Asimov wrote Foundation in the 1940s – way before the discovery of what we now call ‘mathematical chaos.’ In Asimov’s book, Hari Seldon and psychohistorians develop mathematical methods to make very precise predictions years and decades in advance. Due to discoveries made in the 1970s and 80s we know that this is impossible.

In Asimov books Psychohistory, quite appropriately, deals not with individuals, but with huge conglomerates of them. It basically adopts a ‘thermodynamic’ approach, in which no attempt is made to follow the erratic trajectories of individual molecules (human beings), but instead models averages of billions of molecules. This is in many ways similar to the ideas of Leo Tolstoy, and indeed to cliodynamics, which also deals with large collectives of individuals.

What Asimov did not know is that even when you can ignore such things as individual free will, you still run against very strict limits to predictability. When components of a dynamical system interact nonlinearly, the resulting dynamics can become effectively unpredictable, even if they are entirely deterministic. For complex systems like human societies this possibility becomes a virtual certainty: they are complex and nonlinear enough and, therefore, must behave chaotically and unpredictably. This is, by the way, why weather cannot be predicted more than a few days in advance (and in Connecticut, where I live, not even a day in advance).

Analytic predictioneers such as Jay Ulfelder do not think about societies in terms of what Leetaru dubs “psychohistorical equations governing all of human life.” Asimov assumed a certain scheme of aggregation (the “thermodynamic” approach) that does not accurately model the connections between components and subcomponents in the system. See, for example, the way Ulfelder looks at political risk scenarios in China. China is not simply the sum of all Chinese, but rather a system of coupled and interactive components. Furthermore, Turchin suggests that Asimov, as a fiction writer, grew uncomfortable with the implications of the Seldon Plan and psychohistory for human free will. Thus, Asimov added devices like The Mule, a being that could negate the powers of psychohistory by derailing the future that Seldon predicted. As it turns out, we are all Mules.

Consider the “golden triangle” that artificial intelligence and cognitive science researcher Ron Sun defines in his book on cognition, computers, and society for an example of why this kind of perspective is not particularly useful for analysts. First, humans have needs, which arise prior to strategic behavior. We utilize conscious thought to realize those needs in environments. Yet our actions also change the underlying environment as well, which consists of both social (other humans) and natural (both artificial and natural systems that humans inhabit). There are multiple possible ways of conceptualizing the links between all three elements of this triangle.

If an analytic tool really did exist that could model humans with all of the determinism suggested by the “thermodynamic” conception of history in Asimov’s book, we would live in a dramatically different world.
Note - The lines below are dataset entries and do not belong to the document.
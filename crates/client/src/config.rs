//! Configuration types for the quiz session client

use serde::{Deserialize, Serialize};
use webrtc::ice_transport::ice_server::RTCIceServer;

/// Default label of the locally created control data channel
pub const DEFAULT_CONTROL_CHANNEL_LABEL: &str = "signal";

/// Main configuration for QuizClient
#[derive(Debug, Clone, Serialize, Deserialize)]
pub struct QuizLinkConfig {
    /// WebSocket signaling relay URL (ws:// or wss://)
    pub signaling_url: String,

    /// STUN server URLs, in priority order (at least one required)
    pub stun_servers: Vec<String>,

    /// TURN server configurations (optional)
    pub turn_servers: Vec<TurnServerConfig>,

    /// Label of the control data channel created before the offer
    pub control_channel_label: String,

    /// What happens to a live session when the signaling connection closes
    pub signaling_close_policy: SignalingClosePolicy,
}

/// TURN server configuration
///
/// Credentials are forwarded to the ICE agent as-is.
#[derive(Debug, Clone, PartialEq, Eq, Serialize, Deserialize)]
pub struct TurnServerConfig {
    /// TURN server URL (turn: or turns:)
    pub url: String,

    /// Username for TURN authentication
    pub username: String,

    /// Credential for TURN authentication
    pub credential: String,
}

/// Behaviour of an in-progress or established session when the signaling
/// connection closes
#[derive(Debug, Clone, Copy, PartialEq, Eq, Default, Serialize, Deserialize)]
#[serde(rename_all = "snake_case")]
pub enum SignalingClosePolicy {
    /// Leave the session alone; media and control traffic keep flowing
    #[default]
    KeepSession,
    /// Tear the session down together with the signaling connection
    TeardownSession,
}

impl Default for QuizLinkConfig {
    fn default() -> Self {
        Self {
            signaling_url: "ws://localhost:8000/ws/rtc/".to_string(),
            stun_servers: vec![
                "stun:stun.l.google.com:19302".to_string(),
                "stun:stun1.l.google.com:19302".to_string(),
            ],
            turn_servers: Vec::new(),
            control_channel_label: DEFAULT_CONTROL_CHANNEL_LABEL.to_string(),
            signaling_close_policy: SignalingClosePolicy::KeepSession,
        }
    }
}

impl QuizLinkConfig {
    /// Create a default configuration pointing at the given relay
    pub fn new(signaling_url: &str) -> Self {
        Self {
            signaling_url: signaling_url.to_string(),
            ..Default::default()
        }
    }

    /// Validate configuration parameters
    ///
    /// # Errors
    ///
    /// Returns an error if:
    /// - `signaling_url` does not parse or is not a ws:// / wss:// URL
    /// - `stun_servers` is empty or holds a non-STUN URL
    /// - a TURN server has a non-TURN URL or an empty username
    /// - `control_channel_label` is empty
    pub fn validate(&self) -> crate::Result<()> {
        use crate::Error;

        let url = url::Url::parse(&self.signaling_url).map_err(|e| {
            Error::InvalidConfig(format!(
                "signaling_url '{}' is not a valid URL: {}",
                self.signaling_url, e
            ))
        })?;
        if url.scheme() != "ws" && url.scheme() != "wss" {
            return Err(Error::InvalidConfig(format!(
                "signaling_url must start with ws:// or wss://, got {}",
                self.signaling_url
            )));
        }

        if self.stun_servers.is_empty() {
            return Err(Error::InvalidConfig(
                "At least one STUN server is required".to_string(),
            ));
        }
        if let Some(bad) = self
            .stun_servers
            .iter()
            .find(|s| !s.starts_with("stun:") && !s.starts_with("stuns:"))
        {
            return Err(Error::InvalidConfig(format!(
                "STUN server must start with stun: or stuns:, got {}",
                bad
            )));
        }

        for turn in &self.turn_servers {
            if !turn.url.starts_with("turn:") && !turn.url.starts_with("turns:") {
                return Err(Error::InvalidConfig(format!(
                    "TURN server must start with turn: or turns:, got {}",
                    turn.url
                )));
            }
            if turn.username.is_empty() {
                return Err(Error::InvalidConfig(format!(
                    "TURN server {} has an empty username",
                    turn.url
                )));
            }
        }

        if self.control_channel_label.is_empty() {
            return Err(Error::InvalidConfig(
                "control_channel_label must not be empty".to_string(),
            ));
        }

        Ok(())
    }

    /// Ordered reachability-server list handed to the ICE agent
    ///
    /// Discovery servers come first, relay servers (with credentials) last.
    pub fn ice_servers(&self) -> Vec<RTCIceServer> {
        self.stun_servers
            .iter()
            .map(|url| RTCIceServer {
                urls: vec![url.clone()],
                ..Default::default()
            })
            .chain(self.turn_servers.iter().map(|turn| RTCIceServer {
                urls: vec![turn.url.clone()],
                username: turn.username.clone(),
                credential: turn.credential.clone(),
                ..Default::default()
            }))
            .collect()
    }

    /// Add TURN servers to this configuration
    pub fn with_turn_servers(mut self, turn_servers: Vec<TurnServerConfig>) -> Self {
        self.turn_servers = turn_servers;
        self
    }

    /// Set what happens to the session when signaling closes
    pub fn with_signaling_close_policy(mut self, policy: SignalingClosePolicy) -> Self {
        self.signaling_close_policy = policy;
        self
    }
}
One perhaps devoid of many of the things we like to think make us human. This doesn’t mean we ought to simply give up and avoid trying for prediction and causal regularities. But what it does mean that we ought to look to science, not science fiction, when we build tools and market them to industry, government, and academic users. Part of a scientific mindset is the recognition as well that analysis, contrary to the BBC article’s title, is not solely an engineering process.

Take, for example, FiveThirtyEight.com’s woes applying GDELT to Nigerian kidnappings. As Caerus Analytics chief Erin Simpson noted, the context of the data matters: “[l]earn the data generating process. Learn the coding rules. Match it against some real world reporting. THEN publish #GDELT.” Ulfelder had argued much earlier that both the data generating process and the data itself had significant problems and uncertainties. Hmm….understanding how data is generated and categorized? Understanding the significant issues with the data itself? Sounds like a job for some of those historians that BBC thinks computers might put out of business. :)